Each of us can only judge and describe the world from our own time frame. If I had been much younger, my response to the diagnosis might have conformed more to Dr. Ross’s formula. The world looks very differently at different stages of life. Nevertheless, how one has looked, thought, and felt about life and death throughout one’s life has to make a difference at the end. In my case, the lens through which I have considered life has always been philosophical. Snatches of philosophical thoughts have lodged in my mind since I was was young. These are like seeds that took root deep in my mind and have matured and grown over the years. Now I feel that they are bearing fruit, helping me to live a new and deeper life. One nugget stands out to complete this first meditation on life and death.

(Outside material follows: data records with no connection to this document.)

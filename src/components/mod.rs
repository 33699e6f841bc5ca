pub mod edit_task_modal;
pub mod task_details_modal;

pub use edit_task_modal::EditTaskModal;
pub use task_details_modal::TaskDetailsModal;
pub mod not_found;
pub mod project_board;

pub use not_found::NotFound;
pub use project_board::ProjectBoard;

Plato’s famously stated that “Philosophy is a preparation for death.” The Greek word that Plato uses for ‘preparation’ is ‘Melete’ and the root meaning is ‘care’ or ‘attention’. It can also mean ‘meditation,’ ‘practice’ or ‘exercise’. So are philosophers supposed to ‘practice’ dying, or simply to recollect the fact of mortality as they live their lives? What difference will that make?

I confess a great love of Plato and his amazing Socrates. However, I cannot go along with his tentative conclusions. We know what Socrates argues in the Phaedo. The reason that practicing philosophy is a preparation for death is that Socrates believes that the soul and the body are separable, that the soul is immortal, and that a very different after-life awaits those who have lived a good or evil life. Therefore, it behooves us to separate our own soul from our body as much as possible while we live and to detach ourselves from the preoccupations of mundane life.

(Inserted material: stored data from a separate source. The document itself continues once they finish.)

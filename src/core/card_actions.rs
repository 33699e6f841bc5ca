//! Operations behind a task card's interactions.
//!
//! The UI layer supplies the collaborators (router, task store, query cache,
//! toasts); everything here is plain async Rust so it can be driven in tests.

use crate::core::menu::CardAction;
use crate::core::query_cache::QueryKey;
use crate::core::routing::{TaskPanel, ViewContext};
use crate::error::ApiError;
use crate::models::{ProjectDetail, TaskStatus, User};

pub trait Navigator {
    fn navigate(&self, target: &str);
}

pub trait Notifier {
    fn notify_success(&self, message: &str);
    fn notify_error(&self, message: &str);
}

pub trait CacheInvalidator {
    fn invalidate(&self, key: &QueryKey);
}

/// Remote task store. Mutations resolve to a human-readable message.
#[allow(async_fn_in_trait)]
pub trait TaskApi {
    async fn get_project(&self, project_id: &str) -> Result<ProjectDetail, ApiError>;

    async fn get_user(&self) -> Result<User, ApiError>;

    async fn delete_task(&self, project_id: &str, task_id: &str) -> Result<String, ApiError>;

    async fn update_task_status(
        &self,
        project_id: &str,
        task_id: &str,
        status: TaskStatus,
    ) -> Result<String, ApiError>;

    async fn update_task(
        &self,
        project_id: &str,
        task_id: &str,
        name: &str,
        description: &str,
    ) -> Result<String, ApiError>;
}

#[derive(Debug, Clone)]
pub struct CardActions<N, A, C, T> {
    pub navigator: N,
    pub api: A,
    pub cache: C,
    pub notifier: T,
}

impl<N, A, C, T> CardActions<N, A, C, T>
where
    N: Navigator,
    A: TaskApi,
    C: CacheInvalidator,
    T: Notifier,
{
    pub fn open_view(&self, ctx: &ViewContext, task_id: &str) {
        self.navigator.navigate(&ctx.task_target(TaskPanel::View, task_id));
    }

    pub fn open_edit(&self, ctx: &ViewContext, task_id: &str) {
        self.navigator.navigate(&ctx.task_target(TaskPanel::Edit, task_id));
    }

    pub fn close_panel(&self, ctx: &ViewContext) {
        self.navigator.navigate(ctx.board_target());
    }

    /// Runs the operation behind a card menu entry.
    pub async fn perform(&self, ctx: &ViewContext, task_id: &str, action: CardAction) {
        match action {
            CardAction::View => self.open_view(ctx, task_id),
            CardAction::Edit => self.open_edit(ctx, task_id),
            CardAction::Delete => self.delete(ctx, task_id).await,
        }
    }

    /// Deletes the task. The outcome is reported through the notifier; the
    /// project detail is invalidated only on success. No retry.
    pub async fn delete(&self, ctx: &ViewContext, task_id: &str) {
        tracing::debug!(project_id = %ctx.project_id, task_id, "deleting task");
        let result = self.api.delete_task(&ctx.project_id, task_id).await;
        self.report(ctx, result);
    }

    /// Moves the task to another status column.
    pub async fn move_to(&self, ctx: &ViewContext, task_id: &str, status: TaskStatus) {
        tracing::debug!(project_id = %ctx.project_id, task_id, status = status.key(), "moving task");
        let result = self.api.update_task_status(&ctx.project_id, task_id, status).await;
        self.report(ctx, result);
    }

    /// Saves edits and closes the edit panel on success.
    pub async fn save_edits(&self, ctx: &ViewContext, task_id: &str, name: &str, description: &str) {
        let result = self.api.update_task(&ctx.project_id, task_id, name, description).await;
        if self.report(ctx, result) {
            self.close_panel(ctx);
        }
    }

    /// Surfaces the outcome of a mutation. Returns whether it succeeded.
    fn report(&self, ctx: &ViewContext, result: Result<String, ApiError>) -> bool {
        match result {
            Ok(message) => {
                self.notifier.notify_success(&message);
                self.cache.invalidate(&QueryKey::edit_project(&ctx.project_id));
                true
            }
            Err(e) => {
                tracing::warn!(project_id = %ctx.project_id, error = %e, "task request failed");
                self.notifier.notify_error(&e.to_string());
                false
            }
        }
    }
}

#[cfg(test)]
mod tests {
    use super::*;
    use futures::executor::block_on;
    use std::cell::RefCell;

    #[derive(Default)]
    struct Recorder {
        navigations: RefCell<Vec<String>>,
        successes: RefCell<Vec<String>>,
        errors: RefCell<Vec<String>>,
        invalidations: RefCell<Vec<QueryKey>>,
        calls: RefCell<Vec<(String, String)>>,
    }

    impl Navigator for &Recorder {
        fn navigate(&self, target: &str) {
            self.navigations.borrow_mut().push(target.to_string());
        }
    }

    impl Notifier for &Recorder {
        fn notify_success(&self, message: &str) {
            self.successes.borrow_mut().push(message.to_string());
        }

        fn notify_error(&self, message: &str) {
            self.errors.borrow_mut().push(message.to_string());
        }
    }

    impl CacheInvalidator for &Recorder {
        fn invalidate(&self, key: &QueryKey) {
            self.invalidations.borrow_mut().push(key.clone());
        }
    }

    struct FakeApi<'a> {
        recorder: &'a Recorder,
        outcome: Result<String, ApiError>,
    }

    impl TaskApi for FakeApi<'_> {
        async fn get_project(&self, _project_id: &str) -> Result<ProjectDetail, ApiError> {
            Err(ApiError::Unavailable("not used".into()))
        }

        async fn get_user(&self) -> Result<User, ApiError> {
            Err(ApiError::Unavailable("not used".into()))
        }

        async fn delete_task(&self, project_id: &str, task_id: &str) -> Result<String, ApiError> {
            self.recorder
                .calls
                .borrow_mut()
                .push((project_id.to_string(), task_id.to_string()));
            self.outcome.clone()
        }

        async fn update_task_status(
            &self,
            project_id: &str,
            task_id: &str,
            status: TaskStatus,
        ) -> Result<String, ApiError> {
            self.recorder
                .calls
                .borrow_mut()
                .push((project_id.to_string(), format!("{task_id}:{}", status.key())));
            self.outcome.clone()
        }

        async fn update_task(
            &self,
            project_id: &str,
            task_id: &str,
            name: &str,
            _description: &str,
        ) -> Result<String, ApiError> {
            self.recorder
                .calls
                .borrow_mut()
                .push((project_id.to_string(), format!("{task_id}:{name}")));
            self.outcome.clone()
        }
    }

    fn ctx() -> ViewContext {
        ViewContext { project_id: "p1".into(), current_path: "/projects/p1".into() }
    }

    fn actions<'a>(
        recorder: &'a Recorder,
        outcome: Result<String, ApiError>,
    ) -> CardActions<&'a Recorder, FakeApi<'a>, &'a Recorder, &'a Recorder> {
        CardActions {
            navigator: recorder,
            api: FakeApi { recorder, outcome },
            cache: recorder,
            notifier: recorder,
        }
    }

    #[test]
    fn test_view_and_edit_navigate_with_query() {
        let recorder = Recorder::default();
        let actions = actions(&recorder, Ok(String::new()));
        actions.open_view(&ctx(), "t1");
        actions.open_edit(&ctx(), "t1");
        assert_eq!(
            *recorder.navigations.borrow(),
            ["/projects/p1?viewTask=t1", "/projects/p1?editTask=t1"]
        );
    }

    #[test]
    fn test_delete_success_notifies_and_invalidates_once() {
        let recorder = Recorder::default();
        let actions = actions(&recorder, Ok("Task removed".into()));

        block_on(actions.delete(&ctx(), "t1"));

        assert_eq!(*recorder.calls.borrow(), [("p1".to_string(), "t1".to_string())]);
        assert_eq!(*recorder.successes.borrow(), ["Task removed"]);
        assert!(recorder.errors.borrow().is_empty());
        assert_eq!(*recorder.invalidations.borrow(), [QueryKey::edit_project("p1")]);
    }

    #[test]
    fn test_delete_failure_notifies_without_invalidation() {
        let recorder = Recorder::default();
        let actions = actions(&recorder, Err(ApiError::Rejected("Network error".into())));

        block_on(actions.delete(&ctx(), "t1"));

        assert_eq!(recorder.calls.borrow().len(), 1);
        assert_eq!(*recorder.errors.borrow(), ["Network error"]);
        assert!(recorder.successes.borrow().is_empty());
        assert!(recorder.invalidations.borrow().is_empty());
    }

    #[test]
    fn test_each_delete_click_issues_one_request() {
        let recorder = Recorder::default();
        let actions = actions(&recorder, Ok("Task removed".into()));
        block_on(actions.delete(&ctx(), "t1"));
        block_on(actions.delete(&ctx(), "t1"));
        assert_eq!(recorder.calls.borrow().len(), 2);
        assert_eq!(recorder.invalidations.borrow().len(), 2);
    }

    #[test]
    fn test_move_invalidates_project() {
        let recorder = Recorder::default();
        let actions = actions(&recorder, Ok("Status updated".into()));
        block_on(actions.move_to(&ctx(), "t1", TaskStatus::Completed));
        assert_eq!(*recorder.calls.borrow(), [("p1".to_string(), "t1:completed".to_string())]);
        assert_eq!(*recorder.invalidations.borrow(), [QueryKey::edit_project("p1")]);
    }

    #[test]
    fn test_save_edits_closes_panel_only_on_success() {
        let recorder = Recorder::default();
        block_on(actions(&recorder, Ok("Task updated".into())).save_edits(&ctx(), "t1", "New", ""));
        assert_eq!(*recorder.navigations.borrow(), ["/projects/p1"]);

        let recorder = Recorder::default();
        let failed = actions(&recorder, Err(ApiError::Rejected("Name required".into())));
        block_on(failed.save_edits(&ctx(), "t1", "", ""));
        assert!(recorder.navigations.borrow().is_empty());
        assert_eq!(*recorder.errors.borrow(), ["Name required"]);
    }

    #[test]
    fn test_menu_view_and_edit_open_their_panels() {
        let recorder = Recorder::default();
        let actions = actions(&recorder, Ok(String::new()));
        block_on(actions.perform(&ctx(), "t1", CardAction::View));
        block_on(actions.perform(&ctx(), "t1", CardAction::Edit));

        assert_eq!(
            *recorder.navigations.borrow(),
            ["/projects/p1?viewTask=t1", "/projects/p1?editTask=t1"]
        );
        assert!(recorder.calls.borrow().is_empty());
    }

    #[test]
    fn test_menu_delete_calls_store_without_navigating() {
        let recorder = Recorder::default();
        let actions = actions(&recorder, Ok("Task removed".into()));
        block_on(actions.perform(&ctx(), "t7", CardAction::Delete));

        assert_eq!(*recorder.calls.borrow(), [("p1".to_string(), "t7".to_string())]);
        assert!(recorder.navigations.borrow().is_empty());
        assert_eq!(*recorder.successes.borrow(), ["Task removed"]);
        assert_eq!(*recorder.invalidations.borrow(), [QueryKey::edit_project("p1")]);
    }
}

The reason that I admire Socrates in the Phaedo is that after giving his ‘proofs’ of the immortality of the soul, he has the greatness to admit that his arguments are only the reasons he personally accepts to advance his position. He does not claim that they absolutely prove the soul is immortal. It is a postulate of Socrates’ practical metaphysics. In fact, he says that if he is wrong, and death is total extinction, then he will never know he is wrong, and his folly will be buried with him.

So in what sense can the study of philosophy be a preparation for death if one does not accept metaphysical dualism? I do not accept any such thing, but I still feel that my study of philosophy has helped me prepare for my present state. Does this mean that the study of any topic in philosophy will have this effect? I do not think so. I am not at all sure that one would prepare for death very well by spending 40 years working in the salt-mines of post-Gettier epistemology, nor in picking over all he convoluted arguments in mereology and inductive logic.

To see how the study of philosophy might be of value in preparing to die, we have to go back to the root meaning of ‘philosophy’ as the ‘love of wisdom’. Wisdom is not a topic that comes up very much in contemporary philosophy. It was more to the fore in the ancient world, where wisdom, ethics, and the question of living a good human life were brought together in a philosophical approach to living. For me, loving wisdom has to do with taking up the largest possible perspective in which to live one’s life, going all the way back to the Big Bang, including all of space and time, the natural history of the universe, the geology of the earth, and the total history of animals and human beings on this planet spinning through a gigantic universe. It covers all the natural cycles of life and death and sees everything as part of this comprehensive whole. Somehow, living in this context has helped me see life and death as part of a seamless process. Death shadows life as naturally as the shadow one casts on the ground on a sunny day. There is no point in denying it, and no point in worrying about it. Perhaps acceptance lies in this direction.

Jeff Mason was a lecturer in philosophy at Middlesex University. He died in August 2012, two months after writing this piece. He had previously written on Death and Its Concept for The Philosophers’ Magazine.